SOURCE MATERIAL =
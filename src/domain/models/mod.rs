//! # Domain Models
//!
//! 영속화되지 않는 값 객체와 요청 범위 모델을 정의합니다.
//!
//! - [`oauth`] - 토큰, 인가 요청, Yelp 프로필, 정규화된 신원
//! - [`session`] - 로그인 시도 세션 데이터와 상태 메시지
//! - [`settings`] - 프로바이더 클라이언트 설정
//! - [`auth`] - 인증 미들웨어가 주입하는 사용자 정보
//! - [`token`] - JWT 클레임

pub mod oauth;
pub mod session;
pub mod settings;
pub mod auth;
pub mod token;
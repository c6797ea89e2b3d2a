//! 인증 미들웨어가 요청에 주입하는 사용자 정보

use std::future::{ready, Ready};
use actix_web::{Error, FromRequest, HttpMessage, HttpRequest};
use serde::{Deserialize, Serialize};
use crate::config::AuthProvider;

/// JWT 토큰에서 추출된 사용자 정보
#[derive(Debug, Clone, Serialize, Deserialize)]
pub struct AuthenticatedUser {
    /// 로컬 사용자 ID
    pub user_id: String,

    /// 사용자명
    pub username: String,

    /// 인증 프로바이더
    pub auth_provider: AuthProvider,

    /// 사용자 역할 목록
    pub roles: Vec<String>,
}

impl AuthenticatedUser {
    pub fn has_role(&self, role: &str) -> bool {
        self.roles.iter().any(|r| r == role)
    }
}

impl FromRequest for AuthenticatedUser {
    type Error = Error;
    type Future = Ready<actix_web::Result<Self, Self::Error>>;

    fn from_request(req: &HttpRequest, _payload: &mut actix_web::dev::Payload) -> Self::Future {
        match req.extensions().get::<AuthenticatedUser>() {
            Some(user) => ready(Ok(user.clone())),
            None => ready(Err(actix_web::error::ErrorUnauthorized(
                "인증되지 않은 요청입니다"
            ))),
        }
    }
}
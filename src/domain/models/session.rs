//! 로그인 시도 세션 데이터
//!
//! 리다이렉트 왕복 동안 유지되는 anti-forgery state, 액세스 토큰, 로그인 후 목적지와
//! 로그인 페이지에 표시할 상태 메시지를 담습니다.

use serde::{Deserialize, Serialize};

/// 세션에서 비울 수 있는 키
#[derive(Debug, Clone, Copy, PartialEq, Eq)]
pub enum SessionKey {
    OAuth2State,
    AccessToken,
}

/// 상태 메시지 수준
#[derive(Debug, Clone, Copy, PartialEq, Eq, Serialize, Deserialize)]
#[serde(rename_all = "lowercase")]
pub enum MessageLevel {
    Status,
    Warning,
    Error,
}

/// 다음 페이지에서 한 번 표시되는 메시지
#[derive(Debug, Clone, PartialEq, Eq, Serialize, Deserialize)]
pub struct StatusMessage {
    pub level: MessageLevel,
    pub message: String,
}

/// 세션 한 개의 저장 데이터
#[derive(Debug, Clone, Default, PartialEq, Serialize, Deserialize)]
pub struct SessionData {
    #[serde(default, skip_serializing_if = "Option::is_none")]
    pub oauth2state: Option<String>,

    #[serde(default, skip_serializing_if = "Option::is_none")]
    pub access_token: Option<String>,

    #[serde(default, skip_serializing_if = "Option::is_none")]
    pub destination: Option<String>,

    #[serde(default, skip_serializing_if = "Vec::is_empty")]
    pub messages: Vec<StatusMessage>,
}

impl SessionData {
    /// 지정한 키를 비웁니다.
    pub fn nullify(&mut self, keys: &[SessionKey]) {
        for key in keys {
            match key {
                SessionKey::OAuth2State => self.oauth2state = None,
                SessionKey::AccessToken => self.access_token = None,
            }
        }
    }

    pub fn push_message(&mut self, level: MessageLevel, message: impl Into<String>) {
        self.messages.push(StatusMessage {
            level,
            message: message.into(),
        });
    }

    /// 쌓인 메시지를 꺼내고 비웁니다.
    pub fn drain_messages(&mut self) -> Vec<StatusMessage> {
        std::mem::take(&mut self.messages)
    }

    pub fn is_empty(&self) -> bool {
        *self == SessionData::default()
    }
}
//! 모듈 설정 저장소

pub mod settings_repo;
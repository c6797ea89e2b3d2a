//! 응답 DTO (서버 → 클라이언트)

pub mod auth_response;
pub mod settings_response;

pub use auth_response::*;
pub use settings_response::*;
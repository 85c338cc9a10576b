//! Data root discovery.

use std::path::{Component, Path, PathBuf};

/// Directory, relative to a candidate base, that holds the material tree.
pub const DATA_DIR: &str = "public/data";

/// Absolute fallback candidate tried after the working-directory candidates.
pub const ABSOLUTE_DATA_DIR: &str = "/public/data";

/// Whether `key` names exactly one child directory.
///
/// Rejects empty keys, `.`, `..`, absolute paths and anything containing a
/// separator, so a key joined onto a directory never leaves it.
pub fn is_child_key(key: &str) -> bool {
    let mut components = Path::new(key).components();
    matches!(
        (components.next(), components.next()),
        (Some(Component::Normal(_)), None)
    )
}

/// Candidate data roots for a working directory, in priority order.
///
/// `<cwd>/public/data`, `<cwd>/../public/data`, `/public/data`. The parent
/// candidate is resolved lexically; at the filesystem root it is the root.
pub fn candidate_roots(cwd: &Path) -> Vec<PathBuf> {
    let parent = cwd.parent().unwrap_or(cwd);
    vec![
        cwd.join(DATA_DIR),
        parent.join(DATA_DIR),
        PathBuf::from(ABSOLUTE_DATA_DIR),
    ]
}

/// Resolve the data root against an explicit working directory.
///
/// Returns the first candidate that exists. When none does, the first
/// candidate comes back anyway; callers treat a missing root as "no data".
pub fn resolve_data_root_from(cwd: &Path) -> PathBuf {
    let candidates = candidate_roots(cwd);
    for candidate in &candidates {
        if candidate.exists() {
            tracing::debug!("Using data root {}", candidate.display());
            return candidate.clone();
        }
    }
    let fallback = cwd.join(DATA_DIR);
    tracing::debug!(
        "No data root candidate exists, defaulting to {}",
        fallback.display()
    );
    fallback
}

/// Resolve the data root against the current working directory.
///
/// Recomputed on every call; nothing is cached between calls.
pub fn resolve_data_root() -> PathBuf {
    let cwd = std::env::current_dir().unwrap_or_else(|e| {
        tracing::warn!("Failed to read current directory: {}", e);
        PathBuf::from(".")
    });
    resolve_data_root_from(&cwd)
}

/// Where the scanner takes its data root from.
#[derive(Debug, Clone, PartialEq, Eq)]
pub enum RootLocator {
    /// Run candidate discovery against the working directory on every call.
    Discover,
    /// Use this directory verbatim.
    Fixed(PathBuf),
}

impl RootLocator {
    pub fn resolve(&self) -> PathBuf {
        match self {
            RootLocator::Discover => resolve_data_root(),
            RootLocator::Fixed(root) => root.clone(),
        }
    }
}

impl Default for RootLocator {
    fn default() -> Self {
        RootLocator::Discover
    }
}
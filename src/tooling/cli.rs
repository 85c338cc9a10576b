//! CLI Tooling
//!
//! Command-line interface over the material scanner. Every command is a
//! read-only listing; output is rendered as text tables or JSON.

use crate::config::{ConfigLoader, VaultConfig};
use crate::error::ApiError;
use crate::scanner::Scanner;
use crate::tooling::format::{
    format_courses_text, format_departments_text, format_files_text, format_materials_text,
    format_root_text,
};
use crate::tooling::output::{
    CoursesOutput, DepartmentsOutput, FilesOutput, MaterialsOutput, RootOutput,
};
use crate::tree::is_child_key;
use crate::views::files::FileRow;
use crate::views::{course_options, type_options, MaterialQuery, SortKey};
use clap::{Parser, Subcommand};
use serde::Serialize;
use std::path::{Path, PathBuf};

/// Cessa Vault CLI - browse department/course/instructor/type material trees
#[derive(Parser, Debug)]
#[command(name = "vault")]
#[command(about = "Browse department/course/instructor/type material trees")]
pub struct Cli {
    #[command(subcommand)]
    pub command: Commands,

    /// Data root directory (skips data root discovery)
    #[arg(long, global = true)]
    pub data_root: Option<PathBuf>,

    /// Configuration file path (overrides default config loading)
    #[arg(long, global = true)]
    pub config: Option<PathBuf>,

    /// Log level (trace, debug, info, warn, error, off)
    #[arg(long, global = true)]
    pub log_level: Option<String>,

    /// Log format (json, text)
    #[arg(long, global = true)]
    pub log_format: Option<String>,

    /// Log output (stdout, stderr, file, file+stderr, both)
    #[arg(long, global = true)]
    pub log_output: Option<String>,

    /// Log file path (if output includes "file")
    #[arg(long, global = true)]
    pub log_file: Option<PathBuf>,
}

#[derive(Subcommand, Debug, Clone)]
pub enum Commands {
    /// Show the resolved data root
    Root {
        /// Output format (text or json)
        #[arg(long, default_value = "text")]
        format: String,
    },
    /// List departments
    Departments {
        /// Output format (text or json)
        #[arg(long, default_value = "text")]
        format: String,
    },
    /// List the courses of a department
    Courses {
        /// Department key
        department: String,
        /// Output format (text or json)
        #[arg(long, default_value = "text")]
        format: String,
    },
    /// List the material groups of a department
    Materials {
        /// Department key
        department: String,
        /// Case-insensitive search over course, instructor and type
        #[arg(long)]
        search: Option<String>,
        /// Only show this course key
        #[arg(long)]
        course: Option<String>,
        /// Only show this type key
        #[arg(long = "type", value_name = "TYPE")]
        material_type: Option<String>,
        /// Sort by course, instructor or type
        #[arg(long, default_value = "course")]
        sort: String,
        /// Output format (text or json)
        #[arg(long, default_value = "text")]
        format: String,
    },
    /// List the files of one leaf directory
    Files {
        /// Department key
        department: String,
        /// Course key
        course: String,
        /// Instructor key
        instructor: String,
        /// Type key
        #[arg(value_name = "TYPE")]
        material_type: String,
        /// Output format (text or json)
        #[arg(long, default_value = "text")]
        format: String,
    },
    /// Show the effective configuration
    Config {
        /// Output format (toml or json)
        #[arg(long, default_value = "toml")]
        format: String,
    },
}

/// Output format of listing commands.
#[derive(Debug, Clone, Copy, PartialEq, Eq)]
enum OutputFormat {
    Text,
    Json,
}

fn parse_output_format(format: &str) -> Result<OutputFormat, ApiError> {
    match format {
        "text" => Ok(OutputFormat::Text),
        "json" => Ok(OutputFormat::Json),
        other => Err(ApiError::InvalidArgument(format!(
            "Invalid format: {} (must be 'text' or 'json')",
            other
        ))),
    }
}

/// Reject tree keys that are not a single directory name.
fn validate_keys(keys: &[(&str, &str)]) -> Result<(), ApiError> {
    for (label, key) in keys {
        if !is_child_key(key) {
            return Err(ApiError::InvalidArgument(format!(
                "Invalid {} key: {:?} (must be a single directory name)",
                label, key
            )));
        }
    }
    Ok(())
}

fn to_json<T: Serialize>(value: &T) -> Result<String, ApiError> {
    Ok(serde_json::to_string_pretty(value)?)
}

fn render<T, F>(value: &T, format: &str, text: F) -> Result<String, ApiError>
where
    T: Serialize,
    F: FnOnce(&T) -> String,
{
    match parse_output_format(format)? {
        OutputFormat::Json => to_json(value),
        OutputFormat::Text => Ok(text(value)),
    }
}

/// Load configuration from an explicit file or the standard layers.
pub fn load_config(
    workspace_root: &Path,
    config_path: Option<&Path>,
) -> Result<VaultConfig, ApiError> {
    match config_path {
        Some(path) => ConfigLoader::load_from_file(path),
        None => ConfigLoader::load(workspace_root),
    }
}

/// CLI context holding the scanner and effective configuration
pub struct CliContext {
    scanner: Scanner,
    config: VaultConfig,
}

impl CliContext {
    /// Create a CLI context from already loaded configuration.
    ///
    /// `data_root` wins over `data.root` from configuration. Relative roots
    /// are taken relative to `workspace_root`.
    pub fn from_config(
        workspace_root: &Path,
        mut config: VaultConfig,
        data_root: Option<PathBuf>,
    ) -> Self {
        if let Some(root) = data_root {
            config.data.root = Some(root);
        }
        if let Some(root) = config.data.root.take() {
            config.data.root = Some(if root.is_relative() {
                workspace_root.join(root)
            } else {
                root
            });
        }
        let scanner = Scanner::with_locator(config.data.locator());
        Self { scanner, config }
    }

    pub fn scanner(&self) -> &Scanner {
        &self.scanner
    }

    pub fn config(&self) -> &VaultConfig {
        &self.config
    }

    /// Execute a CLI command
    pub fn execute(&self, command: &Commands) -> Result<String, ApiError> {
        tracing::debug!(command = command_name(command), "Executing command");
        match command {
            Commands::Root { format } => self.handle_root(format),
            Commands::Departments { format } => self.handle_departments(format),
            Commands::Courses { department, format } => {
                self.handle_courses(department, format)
            }
            Commands::Materials {
                department,
                search,
                course,
                material_type,
                sort,
                format,
            } => {
                let sort_by: SortKey = sort.parse().map_err(ApiError::InvalidArgument)?;
                let query = MaterialQuery {
                    search: search.clone(),
                    course: course.clone(),
                    material_type: material_type.clone(),
                    sort_by,
                };
                self.handle_materials(department, query, format)
            }
            Commands::Files {
                department,
                course,
                instructor,
                material_type,
                format,
            } => self.handle_files(department, course, instructor, material_type, format),
            Commands::Config { format } => self.handle_config(format),
        }
    }

    fn handle_root(&self, format: &str) -> Result<String, ApiError> {
        let root = self.scanner.data_root();
        let result = RootOutput {
            exists: root.exists(),
            data_root: root.display().to_string(),
        };
        render(&result, format, format_root_text)
    }

    fn handle_departments(&self, format: &str) -> Result<String, ApiError> {
        let departments = self.scanner.department_summaries();
        let result = DepartmentsOutput {
            total: departments.len(),
            departments,
        };
        render(&result, format, format_departments_text)
    }

    fn handle_courses(&self, department: &str, format: &str) -> Result<String, ApiError> {
        validate_keys(&[("department", department)])?;
        let courses = self.scanner.course_summaries(department);
        let result = CoursesOutput {
            department: department.to_string(),
            display_name: self.scanner.department_display_name(department),
            total: courses.len(),
            courses,
        };
        render(&result, format, format_courses_text)
    }

    fn handle_materials(
        &self,
        department: &str,
        query: MaterialQuery,
        format: &str,
    ) -> Result<String, ApiError> {
        validate_keys(&[("department", department)])?;
        let materials = self.scanner.department_materials(department);
        let results = query.apply(&materials);
        let result = MaterialsOutput {
            department: department.to_string(),
            display_name: self.scanner.department_display_name(department),
            total: results.len(),
            course_options: course_options(&materials),
            type_options: type_options(&materials),
            query,
            results,
        };
        render(&result, format, format_materials_text)
    }

    fn handle_files(
        &self,
        department: &str,
        course: &str,
        instructor: &str,
        material_type: &str,
        format: &str,
    ) -> Result<String, ApiError> {
        validate_keys(&[
            ("department", department),
            ("course", course),
            ("instructor", instructor),
            ("type", material_type),
        ])?;
        let data_root = self.scanner.data_root();
        let files: Vec<FileRow> = self
            .scanner
            .materials_at_path(department, course, instructor, material_type)
            .iter()
            .map(|entry| FileRow::new(entry, &data_root))
            .collect();
        let result = FilesOutput {
            department: department.to_string(),
            course: course.to_string(),
            instructor: instructor.to_string(),
            material_type: material_type.to_string(),
            total: files.len(),
            files,
        };
        render(&result, format, format_files_text)
    }

    fn handle_config(&self, format: &str) -> Result<String, ApiError> {
        match format {
            "toml" => Ok(toml::to_string_pretty(&self.config)?),
            "json" => to_json(&self.config),
            other => Err(ApiError::InvalidArgument(format!(
                "Invalid format: {} (must be 'toml' or 'json')",
                other
            ))),
        }
    }
}

fn command_name(command: &Commands) -> &'static str {
    match command {
        Commands::Root { .. } => "root",
        Commands::Departments { .. } => "departments",
        Commands::Courses { .. } => "courses",
        Commands::Materials { .. } => "materials",
        Commands::Files { .. } => "files",
        Commands::Config { .. } => "config",
    }
}
//! Cessa Vault: read-only browser for academic material trees
//!
//! Materials live on disk as `department/course/instructor/type/<files>`
//! under a data root, with optional JSON sidecars giving human-readable
//! names. The scanner enumerates that tree, joins it with the sidecars and
//! produces flat material groups for listing, search and filtering.

pub mod config;
pub mod error;
pub mod logging;
pub mod metadata;
pub mod scanner;
pub mod tooling;
pub mod tree;
pub mod types;
pub mod views;

pub use error::ApiError;
pub use scanner::Scanner;
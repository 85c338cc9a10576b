//! Environment variable source: VAULT_* prefix with __ separator

use config::builder::DefaultState;
use config::ConfigBuilder;
use config::ConfigError;
use config::Environment;

/// Prefix for configuration environment variables.
pub const ENV_PREFIX: &str = "VAULT";

/// Add environment variable overlay to builder.
/// `VAULT__DATA__ROOT` sets `data.root`.
pub fn add_to_builder(
    builder: ConfigBuilder<DefaultState>,
) -> Result<ConfigBuilder<DefaultState>, ConfigError> {
    Ok(builder.add_source(
        Environment::with_prefix(ENV_PREFIX)
            .separator("__")
            .try_parsing(true),
    ))
}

AIM OF THE TASK =
Going back to the entries above, set down exactly the lines that begin at the one with "self.roles.iter().any(|r| r == role)" and end at the one with "pub struct SessionData", both included, and nothing else.

YOUR SOLUTION =
        self.roles.iter().any(|r| r == role)
    }
}

impl FromRequest for AuthenticatedUser {
    type Error = Error;
    type Future = Ready<actix_web::Result<Self, Self::Error>>;

    fn from_request(req: &HttpRequest, _payload: &mut actix_web::dev::Payload) -> Self::Future {
        match req.extensions().get::<AuthenticatedUser>() {
            Some(user) => ready(Ok(user.clone())),
            None => ready(Err(actix_web::error::ErrorUnauthorized(
                "인증되지 않은 요청입니다"
            ))),
        }
    }
}
filename src/domain/models/session.rs
//! 로그인 시도 세션 데이터
//!
//! 리다이렉트 왕복 동안 유지되는 anti-forgery state, 액세스 토큰, 로그인 후 목적지와
//! 로그인 페이지에 표시할 상태 메시지를 담습니다.

use serde::{Deserialize, Serialize};

/// 세션에서 비울 수 있는 키
#[derive(Debug, Clone, Copy, PartialEq, Eq)]
pub enum SessionKey {
    OAuth2State,
    AccessToken,
}

/// 상태 메시지 수준
#[derive(Debug, Clone, Copy, PartialEq, Eq, Serialize, Deserialize)]
#[serde(rename_all = "lowercase")]
pub enum MessageLevel {
    Status,
    Warning,
    Error,
}

/// 다음 페이지에서 한 번 표시되는 메시지
#[derive(Debug, Clone, PartialEq, Eq, Serialize, Deserialize)]
pub struct StatusMessage {
    pub level: MessageLevel,
    pub message: String,
}

/// 세션 한 개의 저장 데이터
#[derive(Debug, Clone, Default, PartialEq, Serialize, Deserialize)]
pub struct SessionData {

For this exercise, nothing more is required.